While prosecution witnesses testified as to what they saw, they also made their opinions known that toplessness at the beach is unacceptable at Gilford Beach – a private beach open only to residents and their guests – which is what two of the witnesses said is what makes Gilford a good place to live.
Prosecution witness Melanie D’Agata said she was at the beach with her 9-year-old daughter when she noticed “a commotion in a nearby family.” She said she saw a few women in two groups who were topless and called the police. D’Agata said some of the woman in the water were acting like they wanted attention.
Under cross examination, she said it was the upset children that really upset her and that she would have no objection to a woman with a double mastectomy going topless nor would she object to two same-sex people kissing at the beach, because it is the societal norm.
D’Agata she she just felt it was the wrong forum for the Free the Nipple N.H. campaign.
Aaryn Demers testified for the prosecution and she was in her truck, parked in the parking lot, while her husband and 13-year-old son were at the beach.
“I said, ‘No way, that’s not happening,’” she said, adding she approached two of the demonstrators and told the women to put the “expletives” away.
Demers said they told her toplessness is natural and legal, adding that the beach was why she bought a home in Gilford.
Laura Drumheller of Greenfield, Massachusetts, a member of the Free the Nipple campaign, was confronted by Demers at the Gilford beach. Drumheller testified that Demers called her names like “whore and slut,” and told her she must be “mentally unstable” to appear topless at the beach.

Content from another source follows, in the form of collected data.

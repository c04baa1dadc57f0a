//! Blocking HTTP adapter for Elasticsearch-compatible endpoints.

use super::{bulk, EngineResponse, IndexAdmin, SearchEngine, SearchTarget};
use crate::config::EngineConfig;
use crate::document::CompiledDocument;
use crate::error::TransportError;
use reqwest::blocking::{Client, RequestBuilder};
use reqwest::{header, Url};
use serde_json::Value;
use std::time::Duration;

pub struct HttpEngine {
    client: Client,
    base: Url,
}

impl HttpEngine {
    pub fn new(config: &EngineConfig) -> Result<Self, TransportError> {
        let client = Client::builder()
            .user_agent(concat!("searchkit/", env!("CARGO_PKG_VERSION")))
            .timeout(Duration::from_secs(config.timeout_secs))
            .build()?;
        let base = Url::parse(config.url.trim_end_matches('/'))
            .map_err(|e| TransportError::Rejected(format!("invalid engine url {}: {e}", config.url)))?;
        Ok(Self { client, base })
    }

    pub fn base_url(&self) -> &Url {
        &self.base
    }

    fn url(&self, segments: &[&str]) -> Result<Url, TransportError> {
        let mut url = self.base.clone();
        url.path_segments_mut()
            .map_err(|_| TransportError::Rejected(format!("engine url cannot take a path: {}", self.base)))?
            .pop_if_empty()
            .extend(segments.iter().filter(|s| !s.is_empty()));
        Ok(url)
    }

    fn search_url(&self, target: &SearchTarget) -> Result<Url, TransportError> {
        let indexes = target.indexes.join(",");
        let doctypes = target.doctypes.join(",");
        match (indexes.is_empty(), doctypes.is_empty()) {
            (true, true) => self.url(&["_search"]),
            (true, false) => self.url(&["_all", &doctypes, "_search"]),
            (false, true) => self.url(&[&indexes, "_search"]),
            (false, false) => self.url(&[&indexes, &doctypes, "_search"]),
        }
    }

    fn send(&self, request: RequestBuilder) -> Result<String, TransportError> {
        let response = request.send()?;
        let status = response.status();
        let body = response.text()?;
        if status == reqwest::StatusCode::NOT_FOUND && body.contains("index_not_found") {
            return Err(TransportError::IndexNotFound(body));
        }
        if !status.is_success() {
            return Err(TransportError::Status { status: status.as_u16(), body });
        }
        Ok(body)
    }
}

impl SearchEngine for HttpEngine {
    fn search(&self, target: &SearchTarget, document: &CompiledDocument) -> Result<EngineResponse, TransportError> {
        let url = self.search_url(target)?;
        tracing::debug!(%url, body = %document.to_json(), "sending search");
        let body = self.send(self.client.post(url).json(document))?;
        Ok(serde_json::from_str(&body)?)
    }
}

impl IndexAdmin for HttpEngine {
    fn create_index(&self, index: &str) -> Result<(), TransportError> {
        self.send(self.client.put(self.url(&[index])?))?;
        tracing::info!(index, "created index");
        Ok(())
    }

    fn index_documents(&self, index: &str, doctype: &str, docs: &[Value]) -> Result<usize, TransportError> {
        if docs.is_empty() {
            return Ok(0);
        }
        let body = bulk::encode(index, doctype, docs)?;
        let request = self
            .client
            .post(self.url(&["_bulk"])?)
            .header(header::CONTENT_TYPE, "application/x-ndjson")
            .body(body);
        let response: Value = serde_json::from_str(&self.send(request)?)?;
        if response.get("errors").and_then(Value::as_bool).unwrap_or(false) {
            return Err(TransportError::Rejected(format!("bulk indexing reported errors: {response}")));
        }
        tracing::info!(index, doctype, count = docs.len(), "indexed documents");
        Ok(docs.len())
    }

    fn refresh(&self, index: &str) -> Result<(), TransportError> {
        self.send(self.client.post(self.url(&[index, "_refresh"])?))?;
        tracing::info!(index, "refreshed index");
        Ok(())
    }

    fn delete_index(&self, index: &str) -> Result<(), TransportError> {
        self.send(self.client.delete(self.url(&[index])?))?;
        tracing::info!(index, "deleted index");
        Ok(())
    }
}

Demers also testified she would be offended by a woman who had a double mastectomy being topless at the beach. Under cross-examination, she said if she thought it was legal to go topless in Gilford she would move, and she would do the same if it was legal in New Hampshire.
Drumheller said they had all been at Weirs Beach in Laconia until the beach was cleared so the fireworks displays could be set up. She said it was still very hot and Lilley had invited them to come to Gilford Beach with her.
“We’re trying to show people that women can be topless and the world isn’t going to end,” Drumheller said.
She said prohibitions against toplessness at the beach were part of a “slut-shaming” and a “rape-shaming culture” that still asks rape victims what they were wearing at the time of the attack.
When asked if it is illegal to walk down the street topless, she said it is not, by state law. When asked about Gilford, she again said no. She said the campaign is limited to beaches and pools but when Bredbury asked her about other places she said no.
When asked why she said, “I don’t see a lot of men walking along the downtown topless but it’s kind of weird when I do,” she replied.
Lilley testified that their effort is about equality and the equalizing of the breast. She said the Weirs Beach demonstration was a political statement, but the Gilford Beach incident was because they were hot and Weirs beach had closed. She said she didn’t know about the ordinance prohibiting toplessness until she got there.
McKinnon testified she supports the Free the Nipple cause but that she is more concerned with neutralizing the sexes. She said she identifies with neither gender and considers herself “non-binary,” meaning she does not identify as either male or female.
Under cross examination from Bredbury, McKinnon said she was born female.
Judge Carroll is expected to make a ruling in the near future.